Sosyal Etkileşim; çocukların veya bireylerin diğer bireylerle veya kendi yaşıtlarıyla etkileşimidir. Bu sosyal etkileşim sayesinde bilişsel gelişim gelişir.
Örnek: Öğrenci-öğretmen arasında, dil aracını kullanarak soru-cevap şeklinde etkileşim kurarlar.

Öğrenme Yaşantısı Geçirme; öğrencilerin yaşantılarından örnekler vermektir.
Öğrencilerin somut objelerle ilişkiler kurularak öğrencilerin sahip olduğu şemalar kullanılarak öğrenmenin sağlanmasıdır.
Örnek 1. İlkokul öğrencilerine sayma ve rakamlar öğretiliyorsa ve fasulyelerden yararlanarak saymaları isteniliyorsa, somut objelerden yararlanılıyor demektir.
Örnek 2. Fen öğrencilerinin deney yapması gibi...
Piaget’in düşüncesi ise, olabildiğince öğrencinin bildiğinden yola çıkmaktır.

Uyum; organizmanın çevreye uyum yeteneği, kuşkusuz tüm canlılar için ortak bir özelliktir ve Piaget’in de bilişsel gelişimi açıklamasında temel bir kavramdır. Piaget, bilişsel gelişimi, dünyayı öğrenme yolunda bir denge, dengesizlik yeni bir denge süreci olarak görmektedir. Bu dengeleme sürecinin kesintisiz işleyebilmesi ise karşılaşılan yeni obje, durum ve varlıklara uyum sağlamayı gerektirir.

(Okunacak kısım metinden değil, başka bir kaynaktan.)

mod derive;
mod moon;
mod report;

pub use derive::*;
pub use moon::*;
pub use report::*;

use serde::Serialize;

/// Coarse quality grade for seeing and transparency
#[derive(Debug, Clone, Copy, PartialEq, Eq, Serialize)]
pub enum Grade {
    Excellent,
    Average,
    Poor,
}

impl std::fmt::Display for Grade {
    fn fmt(&self, f: &mut std::fmt::Formatter<'_>) -> std::fmt::Result {
        let label = match self {
            Grade::Excellent => "Excellent",
            Grade::Average => "Average",
            Grade::Poor => "Poor",
        };
        write!(f, "{}", label)
    }
}

/// Which hourly wind series produced the seeing estimate
#[derive(Debug, Clone, Copy, PartialEq, Eq, Serialize)]
#[serde(rename_all = "snake_case")]
pub enum WindSource {
    /// 250 hPa, jet stream
    HighAltitude,
    /// 10 m, surface
    LowAltitude,
    /// Neither series had a sample for the current hour
    Unavailable,
}

#[derive(Debug, Clone, PartialEq, Serialize)]
#[serde(rename_all = "camelCase")]
pub struct Astronomy {
    /// `[0, 1)`, 0 new moon, 0.5 full moon
    pub moon_phase: f64,
    pub seeing: Grade,
    pub transparency: Grade,
    #[serde(rename = "jetStreamSpeed")]
    pub high_altitude_wind_speed: f64,
    pub wind_source: WindSource,
}

/// Graded observing conditions, fully determined by a forecast and an instant
#[derive(Debug, Clone, PartialEq, Serialize)]
#[serde(rename_all = "camelCase")]
pub struct ObservingConditions {
    #[serde(rename = "temperature")]
    pub temperature_c: f64,
    #[serde(rename = "cloudCover")]
    pub cloud_cover_pct: u8,
    #[serde(rename = "visibility")]
    pub visibility_m: f64,
    #[serde(rename = "humidity")]
    pub humidity_pct: u8,
    /// Linear approximation, see [`approximate_dew_point`]
    #[serde(rename = "dewPoint")]
    pub dew_point_c: f64,
    #[serde(rename = "isDay")]
    pub is_daytime: bool,
    pub astronomy: Astronomy,
}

Örğütleme; her bir uyum hareketi, organize edilmiş bir davranışın parçasıdır. Tüm etkinlikler koordinelidir. Uyum davranışı, örğütlenmiş bir sistemin, örğütlenmiş bir etkinliğin parçası içinde yer aldığı için düzenlidir. Örğütleme, sistemin düzenini koruyucu ve geliştiricidir.
Örğütleme eğilimi, bilişsel gelişime de uygulanabilir.
Örnek: Yeni doğan bebeğin nesneleri yakaladığını, emdiğini gözleyebilirsiniz.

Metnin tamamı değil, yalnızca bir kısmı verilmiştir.